Maru Toledo is an award-winning cook, culinary researcher, radio personality and author of at least 20 cookbooks, typically filled with fascinating anecdotes, interviews and, of course, recipes.
I first met Maru — years ago — beneath a thatched roof in the woods, near Jalisco’s famous circular pyramids, the Guachimontones.
She had invited us to a dinner that would be prepared using pre-Hispanic cooking techniques, which she had learned about both from oral tradition and from the findings of archaeologists with whom she has worked for years. It turned out to be the most unusual meal I have ever eaten.
The first dish on the menu was stone soup. The ingredients were shrimp, both dried and fresh, onions, chiles, epazote (wormseed), cherry tomatoes and jaltomates, western Mexico’s tiny but strongly flavored wild tomato. These ingredients were mixed into cold water inside a bule, a large bowl made from a gourd.
Maru’s helper, Godofredo, then removed a red-hot basalt rock from the fire and dropped it into the bowl. Instantly, the water was steaming and hissing and the soup was cooking.
Naturally, tortillas would go with the soup, but not the sort of tortillas popular today. Maru’s colleague, archaeologist Rodrigo Esparza, had discovered numerous traces of the tortillas eaten in western Mexico by pre-Hispanic people. “They turned out to be made of a mixture of corn and amaranth and were beautifully decorated with grana cochinilla.”
Cochineal is the celebrated red dye which — after gold — was the most sought-after commodity that the conquistadores got their hands on in the new world. This crimson dye is non-toxic and is made from the crushed bodies of tiny insects (Dactylopius coccus) which spend their lives sucking the juices of the prickly-pear cactus (nopal).

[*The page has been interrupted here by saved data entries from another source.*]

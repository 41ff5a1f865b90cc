//! WebAssembly exports for the enhancement engine.
//!
//! These functions are exposed to JavaScript via wasm-bindgen. Images cross
//! the boundary as flat row-major grayscale byte buffers
//! (length = width * height).

use wasm_bindgen::prelude::*;

use crate::display::fit_within;
use crate::engine::{enhance, EnhanceParams, Technique};
use crate::histogram::Histogram;
use crate::image::IntensityArray;
use crate::shared_cache;

// ============================================================================
// Enhancement
// ============================================================================

/// Enhance a grayscale image.
///
/// # Arguments
/// * `data` - Flat array of grayscale bytes (length = width * height)
/// * `width` - Image width in pixels
/// * `height` - Image height in pixels
/// * `technique` - "none", "hist_eq" or "gamma"
/// * `gamma` - Gamma value (0.1-5.0), required for "gamma"
///
/// # Returns
/// Flat array of enhanced grayscale bytes
#[wasm_bindgen]
pub fn enhance_wasm(
    data: &[u8],
    width: usize,
    height: usize,
    technique: &str,
    gamma: Option<f32>,
) -> Result<Vec<u8>, JsValue> {
    let technique: Technique = technique.parse()?;
    let params = EnhanceParams { gamma };
    params.validate_for(technique)?;

    let input = IntensityArray::from_raw(width, height, data.to_vec())?;
    let result = enhance(&input, technique, &params, shared_cache())?;
    Ok(result.to_vec())
}

/// Drop all cached gamma tables.
#[wasm_bindgen]
pub fn clear_lut_cache_wasm() {
    shared_cache().clear();
}

// ============================================================================
// Histogram
// ============================================================================

/// Compute the 256-bin histogram of a grayscale image.
///
/// # Returns
/// 257 values: the 256 bin counts followed by 1 if the counts were sampled,
/// 0 otherwise
#[wasm_bindgen]
pub fn histogram_wasm(
    data: &[u8],
    width: usize,
    height: usize,
    pixel_limit: usize,
) -> Result<Vec<u32>, JsValue> {
    let input = IntensityArray::from_raw(width, height, data.to_vec())?;
    let hist = Histogram::compute(&input, pixel_limit);

    let mut out: Vec<u32> = hist.counts().iter().map(|&c| c as u32).collect();
    out.push(u32::from(hist.sampled()));
    Ok(out)
}

// ============================================================================
// Display
// ============================================================================

/// Aspect-preserving fit into a viewport.
///
/// # Returns
/// [width, height, offset_x, offset_y], or an empty array if nothing should
/// render
#[wasm_bindgen]
pub fn fit_to_viewport_wasm(
    width: usize,
    height: usize,
    viewport_width: usize,
    viewport_height: usize,
) -> Vec<u32> {
    fit_within((width, height), (viewport_width, viewport_height))
        .map(|p| {
            [p.width, p.height, p.offset_x, p.offset_y]
                .iter()
                .map(|&v| v as u32)
                .collect()
        })
        .unwrap_or_default()
}
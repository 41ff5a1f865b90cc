//! Global histogram equalization.
//!
//! For cumulative histogram `H` and pixel count `N`, input intensity `i` maps to
//! `round((H(i) - H_min) / (N - H_min) * 255)` where `H_min` is the count of the
//! darkest populated bin. Bins below that one map to 0. An image holding a
//! single intensity has nothing to spread and is returned unchanged.

use crate::filters::lut::Lut;
use crate::histogram::Histogram;
use crate::image::IntensityArray;

/// Equalization table for the distribution in `histogram`.
///
/// The histogram should be exact; a sampled one yields an approximate table.
pub fn equalization_lut(histogram: &Histogram) -> Lut {
    let counts = histogram.counts();
    let total = histogram.total();

    let first = match counts.iter().position(|&c| c > 0) {
        Some(first) => first,
        None => return Lut::identity(),
    };
    let h_min = counts[first];
    if h_min == total {
        return Lut::identity();
    }

    let scale = 255.0 / (total - h_min) as f64;
    let mut table = [0u8; 256];
    let mut cumulative = 0u64;
    for i in (first + 1)..256 {
        cumulative += counts[i];
        table[i] = (cumulative as f64 * scale).round().clamp(0.0, 255.0) as u8;
    }
    Lut::from_table(table)
}

/// Equalize `image` over its full intensity distribution.
pub fn equalize(image: &IntensityArray) -> IntensityArray {
    let histogram = Histogram::exact(image);
    equalization_lut(&histogram).apply(image)
}

#[cfg(test)]
mod tests {
    use super::*;

    #[test]
    fn test_two_level_image_stretches_to_full_range() {
        let img = IntensityArray::from_raw(4, 1, vec![100, 100, 120, 120]).unwrap();

        let result = equalize(&img);

        assert_eq!(result.to_vec(), vec![0, 0, 255, 255]);
    }

    #[test]
    fn test_constant_image_unchanged() {
        let img = IntensityArray::filled(8, 8, 77).unwrap();
        assert_eq!(equalize(&img), img);
    }

    #[test]
    fn test_matches_reference_formula() {
        // counts: 10 -> 1, 20 -> 2, 30 -> 1; N = 4, H_min = 1
        let img = IntensityArray::from_raw(2, 2, vec![10, 20, 20, 30]).unwrap();
        let lut = equalization_lut(&Histogram::exact(&img));

        assert_eq!(lut.map(10), 0);
        // (3 - 1) / 3 * 255 = 170
        assert_eq!(lut.map(20), 170);
        assert_eq!(lut.map(30), 255);
        // Empty bins between populated ones hold the previous level
        assert_eq!(lut.map(25), 170);
        assert_eq!(lut.map(5), 0);
    }

    #[test]
    fn test_mapping_is_monotonic() {
        let samples: Vec<u8> = (0..4096u32).map(|i| ((i * 37 + i / 7) % 180) as u8 + 40).collect();
        let img = IntensityArray::from_raw(64, 64, samples).unwrap();

        let lut = equalization_lut(&Histogram::exact(&img));

        assert!(lut.is_monotonic());
        assert_eq!(lut.map(255), 255);
    }

    #[test]
    fn test_preserves_rank_order() {
        let img = IntensityArray::from_raw(5, 1, vec![3, 200, 50, 50, 90]).unwrap();

        let result = equalize(&img).to_vec();

        assert!(result[0] <= result[2]);
        assert_eq!(result[2], result[3]);
        assert!(result[3] <= result[4]);
        assert!(result[4] <= result[1]);
        assert_eq!(result[1], 255);
    }
}
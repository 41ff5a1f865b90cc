//! Coalescing of rapid parameter changes.
//!
//! A [`Debouncer`] holds at most one pending task. Scheduling a new task aborts
//! the pending one and restarts the quiescence window, so a burst of slider
//! events produces a single enhancement once the input settles. Tasks run on
//! the runtime's blocking pool, so they may be CPU-bound.

use std::sync::{Mutex, PoisonError};
use std::time::Duration;

use tokio::runtime::Handle;
use tokio::task::JoinHandle;

use crate::config::EngineConfig;

/// Single-pending-task scheduler on a tokio runtime.
#[derive(Debug)]
pub struct Debouncer {
    runtime: Handle,
    window: Duration,
    pending: Mutex<Option<JoinHandle<()>>>,
}

impl Debouncer {
    pub fn new(runtime: Handle, window: Duration) -> Self {
        Self {
            runtime,
            window,
            pending: Mutex::new(None),
        }
    }

    /// Debouncer using the configured `debounce_window`.
    pub fn from_config(runtime: Handle, config: &EngineConfig) -> Self {
        Self::new(runtime, config.debounce_window)
    }

    pub fn window(&self) -> Duration {
        self.window
    }

    /// Run `task` once `window` has passed without another call to `schedule`.
    ///
    /// A task that has already started is not interrupted.
    pub fn schedule<F>(&self, task: F)
    where
        F: FnOnce() + Send + 'static,
    {
        let window = self.window;
        let handle = self.runtime.spawn(async move {
            tokio::time::sleep(window).await;
            if let Err(e) = tokio::task::spawn_blocking(task).await {
                tracing::warn!(error = %e, "Debounce: task failed");
            }
        });

        let previous = self
            .pending
            .lock()
            .unwrap_or_else(PoisonError::into_inner)
            .replace(handle);
        if let Some(previous) = previous {
            if !previous.is_finished() {
                tracing::trace!("Debounce: rescheduled pending task");
            }
            previous.abort();
        }
    }

    /// Drop the pending task, if any.
    pub fn cancel(&self) {
        if let Some(handle) = self
            .pending
            .lock()
            .unwrap_or_else(PoisonError::into_inner)
            .take()
        {
            handle.abort();
        }
    }

    /// True while a scheduled task has not yet finished.
    pub fn is_pending(&self) -> bool {
        self.pending
            .lock()
            .unwrap_or_else(PoisonError::into_inner)
            .as_ref()
            .is_some_and(|h| !h.is_finished())
    }
}

impl Drop for Debouncer {
    fn drop(&mut self) {
        self.cancel();
    }
}
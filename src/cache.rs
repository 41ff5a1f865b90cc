//! Memoized lookup tables.
//!
//! Tables are keyed by technique tag plus the parameter in fixed-point
//! hundredths, so continuous slider input collapses onto a bounded set of keys.
//!
//! ## Single-flight
//!
//! Each key owns a slot that is initialized at most once. Concurrent
//! [`LutCache::get_or_build`] calls for the same key block on the one in-flight
//! build instead of running the builder again. The map lock is only held while
//! looking up the slot, so builds for different keys proceed in parallel.

use std::collections::HashMap;
use std::sync::{Arc, Mutex, OnceLock, PoisonError};

use crate::filters::gamma::Gamma;
use crate::filters::lut::Lut;

/// Cache key: technique tag plus fixed-point parameter.
#[derive(Debug, Clone, Copy, PartialEq, Eq, Hash)]
pub enum LutKey {
    /// Gamma correction, parameter in hundredths.
    Gamma(u16),
}

impl From<Gamma> for LutKey {
    fn from(gamma: Gamma) -> Self {
        LutKey::Gamma(gamma.hundredths())
    }
}

type Slot = Arc<OnceLock<Arc<Lut>>>;

/// Thread-safe LUT memo with explicit `clear`.
#[derive(Debug, Default)]
pub struct LutCache {
    slots: Mutex<HashMap<LutKey, Slot>>,
}

impl LutCache {
    pub fn new() -> Self {
        Self::default()
    }

    /// Return the table for `key`, running `builder` only on a miss.
    pub fn get_or_build<F>(&self, key: LutKey, builder: F) -> Arc<Lut>
    where
        F: FnOnce() -> Lut,
    {
        let slot = {
            let mut slots = self.slots.lock().unwrap_or_else(PoisonError::into_inner);
            Arc::clone(slots.entry(key).or_default())
        };

        let mut built = false;
        let lut = slot.get_or_init(|| {
            built = true;
            Arc::new(builder())
        });

        if built {
            tracing::debug!(?key, "LUT cache: built table");
        } else {
            tracing::trace!(?key, "LUT cache hit");
        }
        Arc::clone(lut)
    }

    /// Drop every entry.
    ///
    /// Builds already in flight finish and are returned to their callers but
    /// are not kept.
    pub fn clear(&self) {
        let mut slots = self.slots.lock().unwrap_or_else(PoisonError::into_inner);
        let evicted = slots.len();
        slots.clear();
        tracing::debug!(evicted, "LUT cache cleared");
    }

    /// True if a finished table is stored under `key`.
    pub fn contains(&self, key: LutKey) -> bool {
        let slots = self.slots.lock().unwrap_or_else(PoisonError::into_inner);
        slots.get(&key).is_some_and(|slot| slot.get().is_some())
    }

    /// Number of keys with a finished table.
    pub fn len(&self) -> usize {
        let slots = self.slots.lock().unwrap_or_else(PoisonError::into_inner);
        slots.values().filter(|slot| slot.get().is_some()).count()
    }

    pub fn is_empty(&self) -> bool {
        self.len() == 0
    }
}

#[cfg(test)]
mod tests {
    use super::*;
    use std::sync::atomic::{AtomicUsize, Ordering};
    use std::sync::Barrier;
    use std::thread;
    use std::time::Duration;

    #[test]
    fn test_hit_skips_builder() {
        let cache = LutCache::new();
        let calls = AtomicUsize::new(0);
        let build = || {
            calls.fetch_add(1, Ordering::SeqCst);
            Lut::identity()
        };

        let first = cache.get_or_build(LutKey::Gamma(100), build);
        let second = cache.get_or_build(LutKey::Gamma(100), build);

        assert_eq!(calls.load(Ordering::SeqCst), 1);
        assert!(Arc::ptr_eq(&first, &second));
        assert!(cache.contains(LutKey::Gamma(100)));
        assert_eq!(cache.len(), 1);
    }

    #[test]
    fn test_distinct_keys_build_separately() {
        let cache = LutCache::new();

        cache.get_or_build(LutKey::Gamma(50), Lut::identity);
        cache.get_or_build(LutKey::Gamma(200), || Lut::from_fn(|i| 255 - i));

        assert_eq!(cache.len(), 2);
        assert_eq!(cache.get_or_build(LutKey::Gamma(200), Lut::identity).map(0), 255);
    }

    #[test]
    fn test_clear_forces_rebuild() {
        let cache = LutCache::new();
        let calls = AtomicUsize::new(0);
        let build = || {
            calls.fetch_add(1, Ordering::SeqCst);
            Lut::identity()
        };

        cache.get_or_build(LutKey::Gamma(120), build);
        cache.clear();
        assert!(cache.is_empty());
        cache.get_or_build(LutKey::Gamma(120), build);

        assert_eq!(calls.load(Ordering::SeqCst), 2);
    }

    #[test]
    fn test_concurrent_same_key_builds_once() {
        const THREADS: usize = 8;
        let cache = LutCache::new();
        let calls = AtomicUsize::new(0);
        let barrier = Barrier::new(THREADS);

        let tables: Vec<Arc<Lut>> = thread::scope(|s| {
            let (cache, calls, barrier) = (&cache, &calls, &barrier);
            let handles: Vec<_> = (0..THREADS)
                .map(move |_| {
                    s.spawn(move || {
                        barrier.wait();
                        cache.get_or_build(LutKey::Gamma(220), || {
                            calls.fetch_add(1, Ordering::SeqCst);
                            thread::sleep(Duration::from_millis(50));
                            Lut::from_fn(|i| i / 2)
                        })
                    })
                })
                .collect();
            handles.into_iter().map(|h| h.join().unwrap()).collect()
        });

        assert_eq!(calls.load(Ordering::SeqCst), 1);
        assert!(tables.iter().all(|t| Arc::ptr_eq(t, &tables[0])));
        assert_eq!(tables[0].map(200), 100);
    }

    #[test]
    fn test_key_from_gamma() {
        let key = LutKey::from(Gamma::new(2.204).unwrap());
        assert_eq!(key, LutKey::Gamma(220));
    }
}
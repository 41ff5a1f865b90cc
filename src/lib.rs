//! Enhance Studio engine
//!
//! Grayscale image enhancement for visual inspection, with Python bindings
//! via PyO3 and WASM bindings for JavaScript.
//!
//! ## Image Format
//! Images are single-channel 8-bit arrays of shape `(height, width)`, wrapped
//! in [`IntensityArray`]. Every operation returns a new array.
//!
//! ## Techniques
//! - **Identity**: value copy of the input
//! - **Histogram equalization**: global CDF remapping
//! - **Gamma correction**: `(i / 255) ^ (1 / gamma) * 255` through a cached LUT
//!
//! ## Histograms
//! 256-bin distributions, computed exactly up to a pixel budget
//! (250,000 by default) and over a uniform sample beyond it.

pub mod cache;
pub mod config;
pub mod debounce;
pub mod display;
pub mod engine;
pub mod error;
pub mod export;
pub mod filters;
pub mod histogram;
pub mod image;
pub mod session;

#[cfg(feature = "wasm")]
pub mod wasm;

pub use cache::{LutCache, LutKey};
pub use config::EngineConfig;
pub use debounce::Debouncer;
pub use display::{fit_within, Placement};
pub use engine::{enhance, EnhanceParams, Technique};
pub use error::{EnhanceError, Result};
pub use export::ExportNames;
pub use filters::gamma::Gamma;
pub use filters::lut::Lut;
pub use histogram::{Histogram, DEFAULT_PIXEL_LIMIT};
pub use image::{ImageSource, IntensityArray};
pub use session::Session;

/// Process-wide LUT cache used by the language bindings.
#[cfg(any(feature = "python", feature = "wasm"))]
pub(crate) fn shared_cache() -> &'static LutCache {
    static CACHE: std::sync::OnceLock<LutCache> = std::sync::OnceLock::new();
    CACHE.get_or_init(LutCache::new)
}

// Python bindings (only when python feature is enabled)
#[cfg(feature = "python")]
mod python {
    use numpy::{IntoPyArray, PyArray2, PyReadonlyArray2};
    use pyo3::prelude::*;

    use crate::display::fit_within;
    use crate::engine::{enhance as enhance_impl, EnhanceParams, Technique};
    use crate::export::ExportNames;
    use crate::histogram::{Histogram, DEFAULT_PIXEL_LIMIT};
    use crate::image::IntensityArray;
    use crate::shared_cache;

    fn parse_request(technique: &str, gamma: Option<f32>) -> PyResult<(Technique, EnhanceParams)> {
        let technique: Technique = technique.parse()?;
        let params = EnhanceParams { gamma };
        params.validate_for(technique)?;
        Ok((technique, params))
    }

    // ========================================================================
    // Enhancement
    // ========================================================================

    /// Enhance a 2D grayscale u8 image.
    ///
    /// # Arguments
    /// * `image` - Grayscale image (height, width)
    /// * `technique` - "none", "hist_eq" or "gamma"
    /// * `gamma` - Gamma value (0.1-5.0), required for "gamma"
    ///
    /// # Returns
    /// New enhanced image of the same shape
    #[pyfunction]
    #[pyo3(signature = (image, technique, gamma=None))]
    pub fn enhance<'py>(
        py: Python<'py>,
        image: PyReadonlyArray2<'py, u8>,
        technique: &str,
        gamma: Option<f32>,
    ) -> PyResult<Bound<'py, PyArray2<u8>>> {
        let (technique, params) = parse_request(technique, gamma)?;
        let input = IntensityArray::from_view(image.as_array())?;
        let result = py.allow_threads(|| enhance_impl(&input, technique, &params, shared_cache()))?;
        Ok(result.into_inner().into_pyarray(py))
    }

    /// Compute the 256-bin histogram of a 2D grayscale u8 image.
    ///
    /// Images above `pixel_limit` pixels are sampled without replacement.
    ///
    /// # Returns
    /// Tuple of (counts, sampled)
    #[pyfunction]
    #[pyo3(signature = (image, pixel_limit=DEFAULT_PIXEL_LIMIT))]
    pub fn histogram<'py>(
        py: Python<'py>,
        image: PyReadonlyArray2<'py, u8>,
        pixel_limit: usize,
    ) -> PyResult<(Vec<u64>, bool)> {
        let input = IntensityArray::from_view(image.as_array())?;
        let hist = py.allow_threads(|| Histogram::compute(&input, pixel_limit));
        Ok((hist.counts().to_vec(), hist.sampled()))
    }

    /// Aspect-preserving fit of an image into a viewport.
    ///
    /// # Returns
    /// (width, height, offset_x, offset_y), or None if nothing should render
    #[pyfunction]
    pub fn fit_to_viewport(
        width: usize,
        height: usize,
        viewport_width: usize,
        viewport_height: usize,
    ) -> Option<(usize, usize, usize, usize)> {
        fit_within((width, height), (viewport_width, viewport_height))
            .map(|p| (p.width, p.height, p.offset_x, p.offset_y))
    }

    /// Output file names (image, histogram) for an enhanced image.
    ///
    /// Returns None for "none", which is never exported.
    #[pyfunction]
    #[pyo3(signature = (source, technique, gamma=None))]
    pub fn export_names(
        source: &str,
        technique: &str,
        gamma: Option<f32>,
    ) -> PyResult<Option<(String, String)>> {
        let (technique, params) = parse_request(technique, gamma)?;
        let gamma = params.gamma_for(technique)?;
        Ok(ExportNames::new(source, technique, gamma).map(|n| (n.image, n.histogram)))
    }

    /// Drop all cached gamma tables (call when a new image is loaded).
    #[pyfunction]
    pub fn clear_lut_cache() {
        shared_cache().clear();
    }

    /// Enhance Studio extension module
    #[pymodule]
    pub fn enhance_studio(m: &Bound<'_, PyModule>) -> PyResult<()> {
        m.add_function(wrap_pyfunction!(enhance, m)?)?;
        m.add_function(wrap_pyfunction!(histogram, m)?)?;
        m.add_function(wrap_pyfunction!(fit_to_viewport, m)?)?;
        m.add_function(wrap_pyfunction!(export_names, m)?)?;
        m.add_function(wrap_pyfunction!(clear_lut_cache, m)?)?;
        m.add("DEFAULT_PIXEL_LIMIT", DEFAULT_PIXEL_LIMIT)?;
        Ok(())
    }
}

#[cfg(feature = "python")]
pub use python::enhance_studio;
//! File names for persisted enhancement results.
//!
//! The export adapter writes two PNGs per result: the enhanced image and its
//! histogram chart. Names follow `{stem}_{technique}[_{gamma}].png` and
//! `{stem}_{technique}[_{gamma}]_hist.png`, with gamma printed to two decimals.
//! Creating the directory and encoding the files is left to the adapter.

use std::path::{Path, PathBuf};

use crate::engine::Technique;
use crate::filters::gamma::Gamma;

/// Output names for one enhancement result.
#[derive(Debug, Clone, PartialEq, Eq)]
pub struct ExportNames {
    pub image: String,
    pub histogram: String,
}

impl ExportNames {
    /// Names for `source` (a file name or path) enhanced with `technique`.
    ///
    /// Returns `None` for [`Technique::Identity`]: an unenhanced image is
    /// not exported.
    pub fn new(source: &str, technique: Technique, gamma: Option<Gamma>) -> Option<Self> {
        if technique == Technique::Identity {
            return None;
        }
        let stem = Path::new(source)
            .file_stem()
            .map(|s| s.to_string_lossy().into_owned())
            .unwrap_or_else(|| source.to_string());

        let suffix = match (technique, gamma) {
            (Technique::GammaCorrection, Some(gamma)) => format!("{}_{}", technique.name(), gamma),
            _ => technique.name().to_string(),
        };

        Some(Self {
            image: format!("{stem}_{suffix}.png"),
            histogram: format!("{stem}_{suffix}_hist.png"),
        })
    }

    /// Both names joined onto `dir`, image first.
    pub fn paths_in(&self, dir: &Path) -> (PathBuf, PathBuf) {
        (dir.join(&self.image), dir.join(&self.histogram))
    }
}
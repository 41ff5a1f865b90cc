//! Grayscale intensity arrays.
//!
//! ## Layout
//!
//! Samples are stored as an ndarray `Array2<u8>` with shape `(height, width)`,
//! the same row-major convention the filters use for `(height, width, channels)`
//! images. An [`IntensityArray`] is never empty and exposes no mutable access:
//! every transform builds a new array.

use std::path::Path;

use ndarray::{Array2, ArrayView2};

use crate::error::{EnhanceError, Result};

/// Immutable 2D grid of 8-bit grayscale samples, `width, height >= 1`.
#[derive(Debug, Clone, PartialEq, Eq)]
pub struct IntensityArray {
    data: Array2<u8>,
}

impl IntensityArray {
    /// Wrap an owned `(height, width)` array.
    ///
    /// Fails with [`EnhanceError::EmptyImage`] if either dimension is zero.
    pub fn new(data: Array2<u8>) -> Result<Self> {
        let (height, width) = data.dim();
        if height == 0 || width == 0 {
            return Err(EnhanceError::EmptyImage);
        }
        let data = if data.is_standard_layout() {
            data
        } else {
            data.as_standard_layout().into_owned()
        };
        Ok(Self { data })
    }

    /// Copy samples out of a borrowed view (e.g. a numpy buffer).
    pub fn from_view(view: ArrayView2<u8>) -> Result<Self> {
        Self::new(view.to_owned())
    }

    /// Build from a flat row-major buffer of `width * height` samples.
    pub fn from_raw(width: usize, height: usize, samples: Vec<u8>) -> Result<Self> {
        if width == 0 || height == 0 {
            return Err(EnhanceError::EmptyImage);
        }
        let expected = width.checked_mul(height).ok_or_else(|| {
            EnhanceError::invalid(format!("image dimensions {width}x{height} overflow"))
        })?;
        if samples.len() != expected {
            return Err(EnhanceError::ShapeMismatch {
                expected,
                actual: samples.len(),
            });
        }
        let data = Array2::from_shape_vec((height, width), samples).map_err(|_| {
            EnhanceError::ShapeMismatch {
                expected,
                actual: expected,
            }
        })?;
        Ok(Self { data })
    }

    /// Array of the given size with every sample set to `value`.
    pub fn filled(width: usize, height: usize, value: u8) -> Result<Self> {
        Self::new(Array2::from_elem((height, width), value))
    }

    pub fn width(&self) -> usize {
        self.data.dim().1
    }

    pub fn height(&self) -> usize {
        self.data.dim().0
    }

    /// `(width, height)`
    pub fn dimensions(&self) -> (usize, usize) {
        (self.width(), self.height())
    }

    pub fn pixel_count(&self) -> usize {
        self.data.len()
    }

    /// Sample at column `x`, row `y`.
    pub fn get(&self, x: usize, y: usize) -> Option<u8> {
        self.data.get((y, x)).copied()
    }

    /// Sample at a flat row-major index.
    pub(crate) fn sample_at(&self, index: usize) -> u8 {
        let width = self.width();
        self.data[[index / width, index % width]]
    }

    /// New array of the same shape with every sample passed through `f`.
    pub(crate) fn map_parallel<F>(&self, f: F) -> Self
    where
        F: Fn(u8) -> u8 + Sync + Send,
    {
        let mut data = self.data.clone();
        data.par_mapv_inplace(f);
        Self { data }
    }

    pub fn view(&self) -> ArrayView2<'_, u8> {
        self.data.view()
    }

    pub fn into_inner(self) -> Array2<u8> {
        self.data
    }

    /// Flat row-major copy of the samples.
    pub fn to_vec(&self) -> Vec<u8> {
        self.data.iter().copied().collect()
    }
}

/// Supplies decoded grayscale images to a [`Session`](crate::session::Session).
///
/// Implemented by the host application on top of whatever decoder it uses.
/// Failures are reported as [`EnhanceError::ImageDecode`].
pub trait ImageSource {
    fn load(&self, path: &Path) -> Result<IntensityArray>;
}

#[cfg(test)]
mod tests {
    use super::*;
    use ndarray::array;

    #[test]
    fn test_rejects_empty_dimensions() {
        assert!(matches!(
            IntensityArray::new(Array2::<u8>::zeros((0, 4))),
            Err(EnhanceError::EmptyImage)
        ));
        assert!(matches!(
            IntensityArray::from_raw(3, 0, vec![]),
            Err(EnhanceError::EmptyImage)
        ));
        assert!(matches!(
            IntensityArray::filled(0, 0, 7),
            Err(EnhanceError::EmptyImage)
        ));
    }

    #[test]
    fn test_from_raw_shape_mismatch() {
        let err = IntensityArray::from_raw(3, 2, vec![0; 5]).unwrap_err();
        assert!(matches!(
            err,
            EnhanceError::ShapeMismatch { expected: 6, actual: 5 }
        ));
    }

    #[test]
    fn test_from_raw_overflowing_dimensions() {
        let err = IntensityArray::from_raw(usize::MAX, 2, vec![0; 4]).unwrap_err();
        assert!(matches!(err, EnhanceError::InvalidParameter(_)));
    }

    #[test]
    fn test_dimensions_and_indexing() {
        let img = IntensityArray::from_raw(3, 2, vec![1, 2, 3, 4, 5, 6]).unwrap();
        assert_eq!(img.dimensions(), (3, 2));
        assert_eq!(img.pixel_count(), 6);
        assert_eq!(img.get(2, 0), Some(3));
        assert_eq!(img.get(0, 1), Some(4));
        assert_eq!(img.get(3, 0), None);
        assert_eq!(img.sample_at(4), 5);
        assert_eq!(img.to_vec(), vec![1, 2, 3, 4, 5, 6]);
    }

    #[test]
    fn test_non_standard_layout_is_normalized() {
        let transposed = array![[1u8, 2, 3], [4, 5, 6]].reversed_axes();
        let img = IntensityArray::new(transposed).unwrap();
        assert_eq!(img.dimensions(), (2, 3));
        assert_eq!(img.to_vec(), vec![1, 4, 2, 5, 3, 6]);
        assert_eq!(img.sample_at(3), 5);
    }
}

Cochineal, it seems, is making a big comeback because it is edible, whereas many synthetic red dyes are now thought to be carcinogenic.
Mesquite mushrooms were the main dish of our pre-Hispanic meal. The ingredients were few: mushrooms, a small amount of chile cora, a little salt and some mesquite pods. The cooking procedure, however, was most interesting, and again based on the discovery by archaeologists of how ancient peoples in Mexico cooked wild turkeys.
The mushroom mix was placed upon a banana leaf nearly a meter long and wrapped up to form a package about the size of a small loaf of bread, which was then tied up with tough agave fibers. Next came a curious step. Godofredo placed the “package” next to a large blob of nearly black mud. This, he told us, was clay from a nearby town famous for its pottery.
Carefully, he coated every side of the green bundle with a layer of clay about three centimeters thick until it looked exactly like a loaf of German black bread. He then rubbed ashes all over the outside of it and buried it in the campfire, under hot coals.
In about half an hour the baked mushrooms were ready. When Maru cracked open the now hard casing, the most savory aroma imaginable filled the air.
Our meal also included tamales prepared “the Mayan way” inside a large pot whose lid was sealed with dough. The tamales were tastily flavored with quelite, or amaranth greens, which were cultivated as a food crop here in Mexico some 7,000 years ago.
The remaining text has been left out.